Section 11: Determination of rights and duties of partners by contract between the partners - Subject to the provisions of this Act, the mutual rights and duties of the partners of a firm may be determined by contract between the partners, and such contract may be expressed or may be implied by a course of dealing.
Such contract may be varied by consent of all the partners, and such consent may be expressed or may be implied by a course of dealing.
Agreement in restraint of trade - Notwithstanding anything contained in Section 27 of the Indian contract Act, 1872, such contracts may provide that a partner shall not carry on any business other than that of the firm while he is a partner.
The second principle of high importance is that relations of partners to one another are based upon the fundamental principle of absolute good faith. Every partner is an unlimited agent of his co-partners for all matters connect with the business and, therefore, has the power to bind them into any amount of liability. Mutual trust and confidence among the partners, therefore, becomes a necessary condition of their relations. Section 8 gives statutory recognition to this principle by providing that "partners are bound..... to be just and faithful to each other...."

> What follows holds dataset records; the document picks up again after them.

//! # TwStock Core
//!
//! 대만 증권거래소(TWSE) 종목 동기화 서비스의 핵심 도메인 모델을 제공합니다.
//!
//! 이 크레이트는 시스템 전반에서 사용되는 기본 타입을 제공합니다:
//! - 시장/업종/종목/시세 도메인 타입
//! - 종목 적격성 필터 (숫자 티커, 제외 상품명)
//! - 설정 관리
//! - 로깅 인프라

pub mod config;
pub mod domain;
pub mod error;
pub mod filter;
pub mod logging;

pub use config::*;
pub use domain::*;
pub use error::*;
pub use filter::{admit, check_admissible, Rejection, EXCLUDED_NAME_KEYWORDS};
pub use logging::*;
//! 대만 증권거래소 종목 동기화 수집기.
//!
//! 이 crate는 API 서버와 함께 또는 단독으로 실행되는 수집 기능을 제공합니다:
//! - 동기화 사이클 (업종 목록 → 업종별 종목 → 원자적 교체)
//! - 최신 시세 갱신 (배치)
//! - 일일 스케줄러 (기본 01:00 Asia/Taipei)

pub mod error;
pub mod prices;
pub mod scheduler;
pub mod stats;
pub mod status;
pub mod sync;

pub use error::{Result, SyncError};
pub use prices::refresh_prices;
pub use scheduler::{next_run_after, start_sync_scheduler};
pub use stats::SyncStats;
pub use status::SyncStatus;
pub use sync::SyncOrchestrator;
//! 원격 데이터 수집 및 저장.
//!
//! 이 crate는 다음을 제공합니다:
//! - TWSE MIS 게이트웨이 (업종 목록, 업종별 종목, 최신 시세)
//! - 종목 저장소 trait 및 PostgreSQL / 메모리 구현

pub mod error;
pub mod provider;
pub mod storage;

pub use error::{FetchError, PersistenceError, StoreResult};
pub use provider::{IndustryEntry, IndustryListing, MarketDataGateway, TwseClient};
pub use storage::{Database, IndustryMembers, MemoryStockStore, PgStockStore, StockStore};
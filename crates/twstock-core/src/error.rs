//! 핵심 도메인 에러 타입.

use thiserror::Error;

/// 도메인 및 설정 에러.
#[derive(Debug, Error)]
pub enum CoreError {
    /// 알 수 없는 시장 코드
    #[error("Invalid market: {0}")]
    InvalidMarket(String),

    /// 설정 로드 실패
    #[error("Configuration error: {0}")]
    Config(String),

    /// 설정 값 검증 실패
    #[error("Invalid configuration value for {key}: {reason}")]
    InvalidConfig { key: &'static str, reason: String },
}

impl From<config::ConfigError> for CoreError {
    fn from(err: config::ConfigError) -> Self {
        CoreError::Config(err.to_string())
    }
}

/// 핵심 작업을 위한 Result 타입.
pub type CoreResult<T> = Result<T, CoreError>;
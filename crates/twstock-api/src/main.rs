//! TwStock API 서버 진입점.
//!
//! 조회 API와 일일 동기화 스케줄러를 한 프로세스에서 실행합니다.

use anyhow::Context;
use axum::{http::StatusCode, Router};
use std::sync::Arc;
use std::time::Duration;
use tokio_util::sync::CancellationToken;
use tower_http::cors::{AllowOrigin, CorsLayer};
use tower_http::timeout::TimeoutLayer;
use tower_http::trace::TraceLayer;
use tracing::{info, warn};

use twstock_api::{create_api_router, AppState};
use twstock_collector::{start_sync_scheduler, SyncOrchestrator};
use twstock_core::{init_logging, AppConfig, LogConfig};
use twstock_data::{Database, PgStockStore, StockStore, TwseClient};

/// CORS 레이어 생성.
///
/// # 환경변수
/// - `CORS_ORIGINS`: 쉼표로 구분된 허용 origin 목록
fn cors_layer() -> CorsLayer {
    let allow_origin = match std::env::var("CORS_ORIGINS") {
        Ok(origins) if !origins.is_empty() => {
            let origins: Vec<_> = origins
                .split(',')
                .filter_map(|s| s.trim().parse().ok())
                .collect();

            if origins.is_empty() {
                warn!("CORS_ORIGINS is set but contains no valid origins, allowing any");
                AllowOrigin::any()
            } else {
                info!("CORS configured with {} allowed origins", origins.len());
                AllowOrigin::list(origins)
            }
        }
        _ => AllowOrigin::any(),
    };

    // 읽기 전용 API
    CorsLayer::new()
        .allow_origin(allow_origin)
        .allow_methods([axum::http::Method::GET, axum::http::Method::OPTIONS])
        .allow_headers([axum::http::header::CONTENT_TYPE])
}

fn create_router(state: Arc<AppState>) -> Router {
    create_api_router()
        .with_state(state)
        .layer(TraceLayer::new_for_http())
        // 전역 타임아웃 (30초) - 408 상태 코드 반환
        .layer(TimeoutLayer::with_status_code(
            StatusCode::REQUEST_TIMEOUT,
            Duration::from_secs(30),
        ))
        .layer(cors_layer())
}

#[tokio::main]
async fn main() -> anyhow::Result<()> {
    let config_path = std::env::var("TWSTOCK_CONFIG")
        .unwrap_or_else(|_| twstock_core::DEFAULT_CONFIG_PATH.to_string());
    let config = AppConfig::load(&config_path).context("설정 로드 실패")?;

    init_logging(LogConfig::from(&config.logging)).map_err(|e| anyhow::anyhow!(e))?;

    info!("Starting TwStock API server...");

    // 저장소
    let db = Database::connect(&config.database).await?;
    db.migrate().await?;
    let store: Arc<dyn StockStore> =
        Arc::new(PgStockStore::new(db.clone()).with_case_sensitive(config.search.case_sensitive));

    // 동기화 오케스트레이터
    let gateway = Arc::new(TwseClient::new(&config.remote)?);
    let orchestrator = Arc::new(SyncOrchestrator::new(
        gateway,
        store.clone(),
        config.sync.clone(),
    ));

    let state = Arc::new(AppState::new(store, &config.search).with_sync(orchestrator.clone()));
    info!(version = %state.version, "Application state initialized");

    // 전역 종료 토큰 (백그라운드 태스크에 종료 전파)
    let shutdown_token = CancellationToken::new();

    let scheduler = start_sync_scheduler(
        orchestrator,
        config.schedule.clone(),
        shutdown_token.clone(),
    )?;

    let app = create_router(state);

    let addr = config.server.bind_address();
    let listener = tokio::net::TcpListener::bind(&addr)
        .await
        .with_context(|| format!("주소 바인딩 실패: {}", addr))?;
    info!(%addr, "API server listening");

    axum::serve(listener, app)
        .with_graceful_shutdown(shutdown_signal(shutdown_token.clone()))
        .await?;

    info!("Server shutdown initiated, cleaning up...");
    shutdown_token.cancel();

    // 스케줄러 종료 대기 (최대 10초)
    if tokio::time::timeout(Duration::from_secs(10), scheduler)
        .await
        .is_err()
    {
        warn!("Scheduler shutdown timeout, forcing shutdown");
    }

    db.pool().close().await;
    info!("Server stopped gracefully");

    Ok(())
}

/// Graceful shutdown 시그널 대기.
///
/// Ctrl+C 또는 SIGTERM 시그널을 수신하면 종료 토큰을 취소합니다.
async fn shutdown_signal(shutdown_token: CancellationToken) {
    let ctrl_c = async {
        if let Err(e) = tokio::signal::ctrl_c().await {
            warn!(error = %e, "Failed to install Ctrl+C handler");
            std::future::pending::<()>().await;
        }
    };

    #[cfg(unix)]
    let terminate = async {
        match tokio::signal::unix::signal(tokio::signal::unix::SignalKind::terminate()) {
            Ok(mut signal) => {
                signal.recv().await;
            }
            Err(e) => {
                warn!(error = %e, "Failed to install SIGTERM handler");
                std::future::pending::<()>().await;
            }
        }
    };

    #[cfg(not(unix))]
    let terminate = std::future::pending::<()>();

    tokio::select! {
        _ = ctrl_c => {
            warn!("Received Ctrl+C, initiating graceful shutdown...");
        }
        _ = terminate => {
            warn!("Received SIGTERM, initiating graceful shutdown...");
        }
    }

    shutdown_token.cancel();
    info!("Shutdown signal propagated to background tasks");
}
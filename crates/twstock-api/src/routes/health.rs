//! 헬스 체크 endpoint.
//!
//! 로드밸런서나 오케스트레이션 시스템(Kubernetes 등)에서 사용됩니다.

use axum::{
    extract::State,
    http::StatusCode,
    response::IntoResponse,
    routing::get,
    Json, Router,
};
use serde::Serialize;
use std::sync::Arc;
use twstock_collector::SyncStatus;

use crate::state::AppState;

/// 헬스 체크 응답 구조체.
#[derive(Debug, Serialize)]
pub struct HealthResponse {
    /// 전체 서비스 상태 ("healthy" | "degraded" | "unhealthy")
    pub status: String,

    /// API 버전
    pub version: String,

    /// 서버 업타임(초)
    pub uptime_secs: i64,

    /// 현재 시간 (ISO 8601)
    pub timestamp: String,

    /// 개별 컴포넌트 상태
    pub components: ComponentHealth,

    /// 마지막 동기화 결과
    #[serde(skip_serializing_if = "Option::is_none")]
    pub last_sync: Option<SyncStatus>,
}

/// 개별 컴포넌트 상태.
#[derive(Debug, Serialize)]
pub struct ComponentHealth {
    /// 저장소 연결 상태
    pub store: ComponentStatus,

    /// 동기화 상태
    pub sync: ComponentStatus,
}

/// 컴포넌트 상태.
#[derive(Debug, Serialize)]
pub struct ComponentStatus {
    /// 상태 ("up" | "down" | "not_configured")
    pub status: String,

    /// 추가 정보 (선택적)
    #[serde(skip_serializing_if = "Option::is_none")]
    pub message: Option<String>,
}

impl ComponentStatus {
    /// 정상 상태.
    pub fn up() -> Self {
        Self {
            status: "up".to_string(),
            message: None,
        }
    }

    /// 비정상 상태.
    pub fn down(message: impl Into<String>) -> Self {
        Self {
            status: "down".to_string(),
            message: Some(message.into()),
        }
    }

    /// 미설정 상태.
    pub fn not_configured() -> Self {
        Self {
            status: "not_configured".to_string(),
            message: None,
        }
    }

    /// 정보 포함 정상 상태.
    pub fn up_with_info(message: impl Into<String>) -> Self {
        Self {
            status: "up".to_string(),
            message: Some(message.into()),
        }
    }
}

fn sync_component(status: Option<&SyncStatus>) -> ComponentStatus {
    let Some(status) = status else {
        return ComponentStatus::not_configured();
    };

    match (status.running, status.last_success) {
        (true, _) => ComponentStatus::up_with_info("sync in progress"),
        (false, None) => ComponentStatus::up_with_info("no sync yet"),
        (false, Some(true)) => {
            let stocks = status.last_stats.as_ref().map(|s| s.stocks).unwrap_or(0);
            ComponentStatus::up_with_info(format!("{} stocks", stocks))
        }
        (false, Some(false)) => ComponentStatus::down(
            status
                .last_error
                .clone()
                .unwrap_or_else(|| "last sync failed".to_string()),
        ),
    }
}

/// 간단한 헬스 체크 (liveness probe용).
///
/// GET /health
pub async fn health_check() -> impl IntoResponse {
    (StatusCode::OK, "OK")
}

/// 상세 헬스 체크 (readiness probe용).
///
/// 저장소 연결과 마지막 동기화 결과를 확인합니다. 동기화 실패는 degraded로 처리하고
/// 저장소 연결 실패만 503을 반환합니다.
/// GET /health/ready
pub async fn health_ready(State(state): State<Arc<AppState>>) -> impl IntoResponse {
    let mut overall_status = "healthy";
    let mut status_code = StatusCode::OK;

    let store_status = if state.is_store_healthy().await {
        ComponentStatus::up()
    } else {
        overall_status = "unhealthy";
        status_code = StatusCode::SERVICE_UNAVAILABLE;
        ComponentStatus::down("연결 실패")
    };

    let last_sync = state.sync_status().await;
    let sync_status = sync_component(last_sync.as_ref());
    if sync_status.status == "down" && overall_status == "healthy" {
        overall_status = "degraded";
    }

    let response = HealthResponse {
        status: overall_status.to_string(),
        version: state.version.clone(),
        uptime_secs: state.uptime_secs(),
        timestamp: chrono::Utc::now().to_rfc3339(),
        components: ComponentHealth {
            store: store_status,
            sync: sync_status,
        },
        last_sync,
    };

    (status_code, Json(response))
}

/// 헬스 체크 라우터 생성.
pub fn health_router() -> Router<Arc<AppState>> {
    Router::new()
        .route("/", get(health_check))
        .route("/ready", get(health_ready))
}

#[cfg(test)]
mod tests {
    use super::*;
    use axum::{body::Body, http::Request};
    use tower::ServiceExt;

    #[tokio::test]
    async fn test_health_check_returns_ok() {
        let app = Router::new().route("/health", get(health_check));

        let response = app
            .oneshot(Request::builder().uri("/health").body(Body::empty()).unwrap())
            .await
            .unwrap();

        assert_eq!(response.status(), StatusCode::OK);
    }

    #[tokio::test]
    async fn test_health_ready_returns_json() {
        use crate::state::create_test_state;

        let state = Arc::new(create_test_state());
        let app = Router::new()
            .route("/health/ready", get(health_ready))
            .with_state(state);

        let response = app
            .oneshot(
                Request::builder()
                    .uri("/health/ready")
                    .body(Body::empty())
                    .unwrap(),
            )
            .await
            .unwrap();

        assert_eq!(response.status(), StatusCode::OK);

        let body = axum::body::to_bytes(response.into_body(), usize::MAX)
            .await
            .unwrap();
        let health: serde_json::Value = serde_json::from_slice(&body).unwrap();

        assert_eq!(health["status"], "healthy");
        assert_eq!(health["components"]["store"]["status"], "up");
        assert_eq!(health["components"]["sync"]["status"], "not_configured");
        assert!(health.get("last_sync").is_none());
    }

    #[test]
    fn test_sync_component_from_status() {
        assert_eq!(sync_component(None).status, "not_configured");

        let failed = SyncStatus {
            last_success: Some(false),
            last_error: Some("Fetch failed".to_string()),
            ..Default::default()
        };
        let component = sync_component(Some(&failed));
        assert_eq!(component.status, "down");
        assert_eq!(component.message.as_deref(), Some("Fetch failed"));

        let fresh = SyncStatus::default();
        assert_eq!(sync_component(Some(&fresh)).status, "up");
    }
}
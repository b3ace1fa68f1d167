//! 데이터 모듈 오류 타입.

use thiserror::Error;

/// 원격 엔드포인트 호출 실패.
///
/// 게이트웨이는 재시도하지 않습니다. 재시도 정책은 호출자 책임입니다.
#[derive(Debug, Error)]
pub enum FetchError {
    /// 네트워크/전송 오류
    #[error("Request to {url} failed: {source}")]
    Request {
        url: String,
        #[source]
        source: reqwest::Error,
    },

    /// 2xx가 아닌 응답
    #[error("Unexpected status {status} from {url}")]
    Status { url: String, status: u16 },

    /// 잘못된 JSON 본문
    #[error("Malformed JSON from {url}: {source}")]
    Decode {
        url: String,
        #[source]
        source: serde_json::Error,
    },
}

impl FetchError {
    /// 요청 URL.
    pub fn url(&self) -> &str {
        match self {
            FetchError::Request { url, .. }
            | FetchError::Status { url, .. }
            | FetchError::Decode { url, .. } => url,
        }
    }
}

/// 저장소 오류.
#[derive(Debug, Error)]
pub enum PersistenceError {
    /// 데이터베이스 연결 오류
    #[error("Database connection error: {0}")]
    Connection(String),

    /// 쿼리 실행 오류
    #[error("Query error: {0}")]
    Query(String),

    /// 중복 레코드
    #[error("Duplicate record: {0}")]
    Duplicate(String),

    /// 연결 풀 소진
    #[error("Connection pool exhausted")]
    PoolExhausted,

    /// 마이그레이션 오류
    #[error("Migration error: {0}")]
    Migration(String),
}

impl From<sqlx::Error> for PersistenceError {
    fn from(err: sqlx::Error) -> Self {
        match err {
            sqlx::Error::PoolTimedOut => PersistenceError::PoolExhausted,
            sqlx::Error::Database(db_err) => {
                let code = db_err.code().unwrap_or_default();
                if code == "23505" {
                    // PostgreSQL 고유 제약 조건 위반
                    PersistenceError::Duplicate(db_err.message().to_string())
                } else {
                    PersistenceError::Query(db_err.message().to_string())
                }
            }
            _ => PersistenceError::Query(err.to_string()),
        }
    }
}

pub type StoreResult<T> = std::result::Result<T, PersistenceError>;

The duties of partners which emerge from the provisions in the chapter of mutual relations can be briefly enumerated thus :
- Section 9 - Duty of absolute good faith;
- Section 16(b) - Duty not to compete;
- Section 12(b) and 13(f) - Duty of due diligence;
- Section 10 - Duty to indemnify for fraud;
- Section 9 - Duty to render true accounts;
- Section 15 and 16(a) - Proper use of property;
- Section 16 - Duty to account for personal profits;
The statutory rights of partners can be enumerated as under:
- Section 12(a) - Right to take part in business;
- Section 12(c) - Majority rights;
- Section 12(d) - Access to books;
- Section 13(e) - Right to indemnity;
- Section 13(b) - Right to profits;
- Section 13(c) & (d) - Right to interest on capital;
- Section 13(a) - Right to remuneration;
Duties of partners
All the duties of partners emerge from this overriding principle of good faith.
1) Duty of Absolute Good Faith
Section 9 : General duties of partners - Partners are bound to carry on the business of the firm to the greatest common advantage, to be just and faithful to each other, and to render true accounts and full information of all thing affecting the firm to any partner or his legal representative.
Thus, all the endeavours of a partner must be to secure a maximum profit for the firm. He should not try to make secret profit for himself at the expense of the firm.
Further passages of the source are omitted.